Riesgos globales

Chernóbil. Foto Ben Adlard

Por Robert Deglané

2 de abril. La globalización de estos años es el proceso por el cual se han integrado como eslabones en una misma cadena procesos económicos, tecnológicos, sociales, políticos, culturales que antes parecían independientes y ahora son interdependientes. Lo cual nos puede llevar al error de pensar que la globalización es un proceso nuevo y desconocido antes cuando sabemos que globalizaciones ha habido muchas a lo largo de la historia y que la interdependencia de sociedades, procesos y acciones humanas se ha dado casi siempre, desde que el ser humano adquiere su carta de naturaleza de ser social.

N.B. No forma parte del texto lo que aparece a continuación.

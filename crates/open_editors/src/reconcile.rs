use crate::item::{EditorGroup, ListItem, build_list_items};

/// Row operations performed by one refresh.
#[derive(Clone, Copy, Debug, Default, PartialEq, Eq)]
pub struct Patch {
    pub replaced: usize,
    pub appended: usize,
    pub truncated: usize,
}

impl Patch {
    pub fn op_count(&self) -> usize {
        self.replaced + self.appended + self.truncated
    }
}

#[derive(Clone, Copy, Debug, Default, PartialEq, Eq)]
pub struct RefreshOutcome {
    /// `None` when the displayed rows already matched.
    pub patch: Option<Patch>,
    /// First active entry, to be scrolled into view once layout settles.
    pub scroll_to: Option<usize>,
}

impl RefreshOutcome {
    pub fn changed(&self) -> bool {
        self.patch.is_some()
    }
}

/// Owner of the displayed rows.
#[derive(Debug, Default)]
pub struct Reconciler {
    displayed: Vec<ListItem>,
}

impl Reconciler {
    pub fn new() -> Self {
        Self::default()
    }

    pub fn items(&self) -> &[ListItem] {
        &self.displayed
    }

    /// Bring the displayed rows in line with `groups`, leaving them untouched
    /// when nothing changed.
    pub fn refresh(&mut self, groups: &[EditorGroup]) -> RefreshOutcome {
        let target = build_list_items(groups);
        if self.matches(&target) {
            return RefreshOutcome::default();
        }
        self.patch_to(target)
    }

    /// Patch even when the rows already match.
    pub fn force_refresh(&mut self, groups: &[EditorGroup]) -> RefreshOutcome {
        let target = build_list_items(groups);
        self.patch_to(target)
    }

    fn matches(&self, target: &[ListItem]) -> bool {
        self.displayed.len() == target.len()
            && self
                .displayed
                .iter()
                .zip(target)
                .all(|(shown, wanted)| shown.structurally_eq(wanted))
    }

    fn patch_to(&mut self, target: Vec<ListItem>) -> RefreshOutcome {
        let scroll_to = target.iter().position(|item| {
            item.as_file_entry().is_some_and(|entry| entry.active)
        });

        let mut patch = Patch::default();
        let common = self.displayed.len().min(target.len());
        let mut target = target.into_iter();

        for (slot, wanted) in self.displayed.iter_mut().zip(target.by_ref()) {
            if !slot.structurally_eq(&wanted) {
                patch.replaced += 1;
            }
            *slot = wanted;
        }

        if self.displayed.len() > common {
            patch.truncated = self.displayed.len() - common;
            self.displayed.truncate(common);
        } else {
            let before = self.displayed.len();
            self.displayed.extend(target);
            patch.appended = self.displayed.len() - before;
        }

        log::debug!(
            "open editors patched: {} replaced, {} appended, {} truncated",
            patch.replaced,
            patch.appended,
            patch.truncated
        );

        RefreshOutcome {
            patch: Some(patch),
            scroll_to,
        }
    }
}

#[cfg(test)]
mod tests {
    use super::*;
    use crate::item::{FileHandle, GroupKey};

    const MAIN: GroupKey = GroupKey::new(1);
    const SPLIT: GroupKey = GroupKey::new(2);

    fn main_group(files: &[(&'static str, bool, bool)]) -> EditorGroup {
        files
            .iter()
            .fold(EditorGroup::new("Main Editor", MAIN), |group, (name, pinned, active)| {
                group.file(FileHandle::new(*name), *pinned, *active)
            })
    }

    fn names(items: &[ListItem]) -> Vec<String> {
        items
            .iter()
            .map(|item| match item {
                ListItem::GroupHeader(h) => format!("# {}", h.title),
                ListItem::FileEntry(e) => e.file.to_string(),
            })
            .collect()
    }

    #[test]
    fn second_refresh_without_changes_is_a_noop() {
        let groups = vec![main_group(&[("a", true, false), ("b", false, true)])];
        let mut reconciler = Reconciler::new();

        let first = reconciler.refresh(&groups);
        assert_eq!(first.patch.map(|p| p.appended), Some(2));
        assert_eq!(first.scroll_to, Some(1));

        let second = reconciler.refresh(&groups);
        assert_eq!(second, RefreshOutcome::default());
        assert!(!second.changed());
    }

    #[test]
    fn changed_flags_are_patched_in_place() {
        let mut reconciler = Reconciler::new();
        reconciler.refresh(&[main_group(&[("a", false, true), ("b", false, false)])]);

        let outcome = reconciler.refresh(&[main_group(&[("a", false, false), ("b", false, true)])]);
        assert_eq!(
            outcome.patch,
            Some(Patch {
                replaced: 2,
                appended: 0,
                truncated: 0
            })
        );
        assert_eq!(outcome.scroll_to, Some(1));
    }

    #[test]
    fn tail_grows_and_shrinks() {
        let mut reconciler = Reconciler::new();
        reconciler.refresh(&[main_group(&[("a", false, false)])]);

        let grown = reconciler.refresh(&[
            main_group(&[("a", false, false)]),
            EditorGroup::new("Split View", SPLIT).file(FileHandle::new("c"), false, false),
        ]);
        assert_eq!(names(reconciler.items()), vec!["# Main Editor", "a", "# Split View", "c"]);
        assert_eq!(
            grown.patch,
            Some(Patch {
                replaced: 1,
                appended: 3,
                truncated: 0
            })
        );
        assert_eq!(grown.scroll_to, None);

        let shrunk = reconciler.refresh(&[main_group(&[("b", false, false)])]);
        assert_eq!(names(reconciler.items()), vec!["b"]);
        assert_eq!(shrunk.patch.map(|p| p.truncated), Some(3));
    }

    #[test]
    fn force_refresh_always_patches() {
        let groups = vec![main_group(&[("a", false, true)])];
        let mut reconciler = Reconciler::new();
        reconciler.refresh(&groups);

        let forced = reconciler.force_refresh(&groups);
        assert_eq!(forced.patch.map(|p| p.op_count()), Some(0));
        assert!(forced.changed());
        assert_eq!(forced.scroll_to, Some(0));
    }

    #[test]
    fn scrolls_to_first_active_entry_only() {
        let mut reconciler = Reconciler::new();
        let outcome = reconciler.refresh(&[
            main_group(&[("a", false, false), ("b", false, true)]),
            EditorGroup::new("Split View", SPLIT).file(FileHandle::new("c"), false, true),
        ]);
        assert_eq!(outcome.scroll_to, Some(2));
    }
}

Pero es cierto que esta globalización posee características absolutamente nuevas y, lo que es más importante, tiene consecuencias sobre el desarrollo humano completamente irreversibles. El descubrimiento por el hombre europeo del continente América en el siglo XVI abrió unas perspectivas globales inéditas para los países europeos de esa época; pero Chernóbil –por usar un ejemplo– supone el factor de globalización máxima del peligro para la humanidad conocido hasta ahora. Fue un aviso decisivo.

 El sociólogo Ulrich Beck, con el que el mago de La Malahá abre su columna de hoy ayer, publicó su conocido ensayo titulado La sociedad del riesgo en 1986, inmediatamente después de la catástrofe nuclear de Chernóbil ocurrida ese mismo año, en abril. Aquel accidente de la central nuclear soviética, que costó la vida de miles de personas, durante el mismo y como consecuencia de este, y que contaminó a millones de ucranianos, rusos y de otras poblaciones, significó para Beck un retroceso incalculable en la historia del ser humano. Cito al sociólogo: «Las centrales nucleares (que son la cumbre de las fuerzas productivas y creativas humanas) se han convertido, a partir de Chernóbil, en signos de una Edad Media moderna del peligro, en signos de amenazas que, al mismo tiempo que impulsan al máximo el individualismo de la modernidad, lo convierten en su contrario». Chernóbil se constituye en la metáfora de la máxima paradoja de nuestra civilización.

No sabemos todavía lo que va a significar el COVID-19 en muertes, enfermedades, destrucción de tejido económico, social y en la configuración de un nuevo imaginario del peligro que acecha al ser humano, pero no tiene discusión que va a ser un factor de primera magnitud en la reconfiguración del mundo, del mundo global, del mundo colectivo y del mundo individual de cada uno. De Chernóbil algunos han captado sus gigantescas consecuencias solo cuando han visto la serie británica que está en HBO, muy acertada por otra parte. Hasta ahora esa ciudad rusa solo ha significado peligro para los contemporáneos de entonces y para un grupo de científicos; hoy el Coronavirus es ya un factor globalizado y presente en nuestros hogares.

El nuevo peligro global ya está aquí. Chernóbil fue una amenaza básicamente europea, de la Europa centro oriental, aunque pudo haber sido universal. El coronavirus ya está globalizado y ha convertido al mal en algo global, como las finanzas y el transporte. Habrá que seguir leyendo a Beck, como recomienda Bizco, porque sus intuiciones no fueron gratuitas: «seguimos viviendo en el shock antropológico de una dependencia de las formas civilizatorias de vida respecto de la “naturaleza” […] que ha acabado con todos nuestros conceptos de “madurez” y “vida propia”, de nacionalidad, espacio y tiempo».